The Important Role of Rivers
A lot of people that live in suburban areas and use toxic soaps or chemicals on their cars or home accessories never stop to consider that the water that is being held for public use in most cases can be impacted by chemicals and additives that flow from your backyard into drainage basins and on to your local streams and then rivers. Known collectively as a watershed area, cities that are progressive have begun marking storm drains and street drains that lead to ecologically sensitive areas by painting warnings near them for owners or neighbors to not use ecologically damaging materials that might be swept down the drain.
In ancient times, people did not worry about keeping rivers clean. Man's hold over his own environment was tenuous at best and there were not so many pollutants that were not natural going into rivers anyway. Man was far more concerned with harnessing the power of rivers to irrigate effectively and allow him to travel great distances by boat or barge.
Once either or both of those tasks had been satisfactorily accomplished for each society, there wasn't much more thought given to rivers by people that were not involved in fishing. Some of the earliest attempts to dam rivers occurred in Egypt and the Middle East, helping society improve its ability to control the flow of rivers. As time went on, towns and cities almost always sprang up near Area Rivers. Many towns even grew near the confluence of several rivers that created one large flow. In most cases, as rivers wind their way to a sea or a destination, they often tend to join other rivers or streams in nearby watersheds.
Today, rivers are used for recreation as much as they are used for drinking. People water-ski in rivers, go fishing in rivers, and go swimming and inter-tubing in rivers. Crew teams and dragon boat race participants ply rivers in their lengthy craft, waging tactical war via short skirmishes. Windsurfers utilize winds that come whistling off the canyon walls or gorge walls in order to move upstream or downstream in several rivers.

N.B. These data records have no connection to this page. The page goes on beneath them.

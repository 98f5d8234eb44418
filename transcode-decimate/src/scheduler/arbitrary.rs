//! Arbitrary rate conversion (mode 7).
//!
//! Output frame `n` sits between source frames `c1 = floor(n * ratio)` and
//! `c2 = c1 + 1`. Each source frame is graded as the same as, similar to,
//! or different from its predecessor, and the grades around `c1` and `c2`
//! pick the one that best continues the motion of the previous output.

use super::{Decision, Pull};
use crate::annotate::Annotator;
use crate::config::DecimateConfig;
use crate::error::{DecimateError, Result};
use crate::source::ClipInfo;
use std::collections::HashMap;
use std::task::Poll;
use tracing::trace;

/// How a frame relates to the one before it.
#[derive(Debug, Clone, Copy, PartialEq, Eq, PartialOrd, Ord)]
pub(crate) enum Change {
    Same,
    Similar,
    Different,
}

/// Grade a frame from its metric `v1`, the previous frame's `v0` and the
/// next frame's `v2` (`None` for the last frame).
pub(crate) fn grade(v0: u64, v1: u64, v2: Option<u64>, diff: u64, same: u64) -> Change {
    let Some(v2) = v2 else {
        if v1 > diff || v1 * 2 > v0 * 3 {
            return Change::Different;
        }
        if v1 < same || v1 * 4 < v0 || (v1 * 2 < v0 && v0 > diff) {
            return Change::Same;
        }
        return Change::Similar;
    };
    if v1 > diff {
        return Change::Different;
    }
    if v1 < same {
        return Change::Same;
    }
    if v1 < v0 && v1 < v2 {
        let minn = v0.min(v2);
        if (v1 * 2 < minn && v0 > diff && v2 > diff) || v1 * 4 < minn {
            return Change::Same;
        }
    } else if v1 > v0 && v1 > v2 && v1 * 2 > v0.max(v2) * 3 {
        return Change::Different;
    }
    Change::Similar
}

/// Which candidate a decision settled on.
#[derive(Debug, Clone, Copy, PartialEq, Eq)]
enum Choice {
    First,
    Second,
    Either,
    EitherByMetric,
    AfterSecond,
}

/// Mode 7 engine.
#[derive(Debug)]
pub struct Arbitrary {
    ratio: f64,
    last_frame: usize,
    output_frames: usize,
    diff_thresh: u64,
    same_thresh: u64,
    grades: HashMap<usize, Change>,
    chosen: HashMap<usize, usize>,
}

impl Arbitrary {
    pub(crate) fn new(config: &DecimateConfig, annotator: &Annotator, info: &ClipInfo) -> Self {
        let fps = info.fps();
        let provider = annotator.provider();
        Self {
            ratio: fps / config.rate,
            last_frame: info.last_frame(),
            output_frames: (info.num_frames as f64 * config.rate / fps) as usize,
            diff_thresh: provider.block_threshold(config.vid_thresh),
            same_thresh: provider.block_threshold(config.dup_thresh),
            grades: HashMap::new(),
            chosen: HashMap::new(),
        }
    }

    /// Number of output frames.
    pub fn output_frames(&self) -> usize {
        self.output_frames
    }

    pub(crate) fn decide(
        &mut self,
        n: usize,
        annotator: &mut Annotator,
        pull: &mut Pull<'_>,
    ) -> Result<Poll<Decision>> {
        if let Some(&frame) = self.chosen.get(&n) {
            return Ok(Poll::Ready(Decision::single(n, frame, true)));
        }
        let last = self.last_frame as i64;
        let pos = n as f64 * self.ratio;
        let c1 = pos as i64;
        let c2 = (pos + 1.0) as i64;
        let next = (((n + 1) as f64 * self.ratio) as i64).min(last);
        let prev = match n.checked_sub(1).and_then(|p| self.chosen.get(&p)) {
            Some(&f) => f as i64,
            None => (((n as f64 - 1.0) * self.ratio + 1.0) as i64).max(0),
        };

        let frame = if c1 > last || c2 > last {
            self.last_frame
        } else {
            let lo = (prev - 3).max(1) as usize;
            let hi = ((next + 2).min(last)).max(0) as usize;
            if lo <= hi {
                ready!(pull.prepare(annotator, lo..=hi)?);
            }
            let metrics = Metrics {
                annotator: &*annotator,
            };
            let rup = pos - c1 as f64 >= 0.5;
            let choice = self.choose(&metrics, prev, c1, c2, next)?;
            let pick = match choice {
                Choice::AfterSecond => c2 + 1,
                Choice::Either if rup => c2,
                Choice::EitherByMetric => {
                    let (m1, m2) = (metrics.get(c1 as usize)?, metrics.get(c2 as usize)?);
                    if m2 * 2 > m1 * 3 || (rup && m2 * 3 >= m1 * 2) {
                        c2
                    } else {
                        c1
                    }
                }
                Choice::Either | Choice::First => c1,
                Choice::Second => c2,
            };
            trace!(output = n, prev, c1, c2, next, ?choice, pick, "mode 7 pick");
            if pick < 0 || pick > last {
                return Err(DecimateError::internal(format!(
                    "mode 7 picked frame {} outside the clip",
                    pick
                )));
            }
            pick as usize
        };
        self.chosen.insert(n, frame);
        Ok(Poll::Ready(Decision::single(n, frame, true)))
    }

    fn choose(
        &mut self,
        m: &Metrics<'_>,
        prev: i64,
        c1: i64,
        c2: i64,
        next: i64,
    ) -> Result<Choice> {
        use Change::*;
        let choice = if self.diff(m, c1, c2)? == Same {
            if next - c2 > 1
                && self.diff(m, prev, c2)? <= Similar
                && self.diff(m, next, next + 1)? == Different
                && self.diff(m, c2, c2 + 1)? == Different
            {
                Choice::AfterSecond
            } else {
                Choice::Either
            }
        } else if self.diff(m, prev, c1)? == Same {
            Choice::Second
        } else if self.diff(m, prev, c1)? == Similar {
            if self.diff(m, c1, c2)? <= Similar && self.diff(m, c2, next)? != Same {
                Choice::EitherByMetric
            } else if self.diff(m, c1, c2)? == Different {
                Choice::Second
            } else {
                Choice::First
            }
        } else if self.diff(m, c2, next)? == Different {
            Choice::EitherByMetric
        } else if self.diff(m, c1, c2)? == Different
            && self.diff(m, c1 - 1, c1)? == Same
            && self.diff(m, c2, next)? == Same
            && self.diff(m, next, next + 1)? == Different
            && c1 - prev == 2
            && self.diff(m, prev - 1, prev)? == Different
        {
            Choice::Second
        } else {
            Choice::First
        };
        Ok(choice)
    }

    /// Largest change over the frames `(f1, f2]`.
    fn diff(&mut self, m: &Metrics<'_>, f1: i64, f2: i64) -> Result<Change> {
        if f2 < f1 || f2 < 0 || f1 > self.last_frame as i64 {
            return Err(DecimateError::internal(format!(
                "mode 7 compared frame {} against earlier frame {}",
                f2, f1
            )));
        }
        let f1 = f1.max(0) as usize;
        let f2 = (f2 as usize).min(self.last_frame);
        let mut max = Change::Same;
        for i in f1 + 1..=f2 {
            max = max.max(self.grade_frame(m, i)?);
        }
        Ok(max)
    }

    fn grade_frame(&mut self, m: &Metrics<'_>, i: usize) -> Result<Change> {
        if let Some(&g) = self.grades.get(&i) {
            return Ok(g);
        }
        let g = if i == 0 {
            Change::Different
        } else {
            let v2 = if i == self.last_frame {
                None
            } else {
                Some(m.get(i + 1)?)
            };
            grade(m.get(i - 1)?, m.get(i)?, v2, self.diff_thresh, self.same_thresh)
        };
        self.grades.insert(i, g);
        Ok(g)
    }
}

/// Worst-block metrics read from the annotator.
struct Metrics<'a> {
    annotator: &'a Annotator,
}

impl Metrics<'_> {
    fn get(&self, frame: usize) -> Result<u64> {
        if frame == 0 {
            return Ok(0);
        }
        self.annotator
            .store()
            .get(frame)
            .worst
            .ok_or_else(|| DecimateError::internal(format!("no metric for frame {}", frame)))
    }
}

Kayakers ride swollen rivers along with boaters and white water canoeists.
Part of the thrill for adventurers in rivers is the absolute immersion in the river as someone who is challenging nature. If you have ever been through a white water rapids where there is a drop due to a series of boulders that have caused the river to behave in a certain way, you will probably recall the unpredictable behavior of the water in front of and behind those rocks as you try to navigate past them.
For those that like to white water raft in the river as a hobby, there is a scale that points out different classes of rapids. The higher the class, the scarier and more dangerous the set of rapids. The classes peak at level 5, a rating that very few bodies of water on the planet ever achieve. If you are going white water rafting, you will need a professional guide if the river that you are going to raft on has rapids that are at a level 3 or above.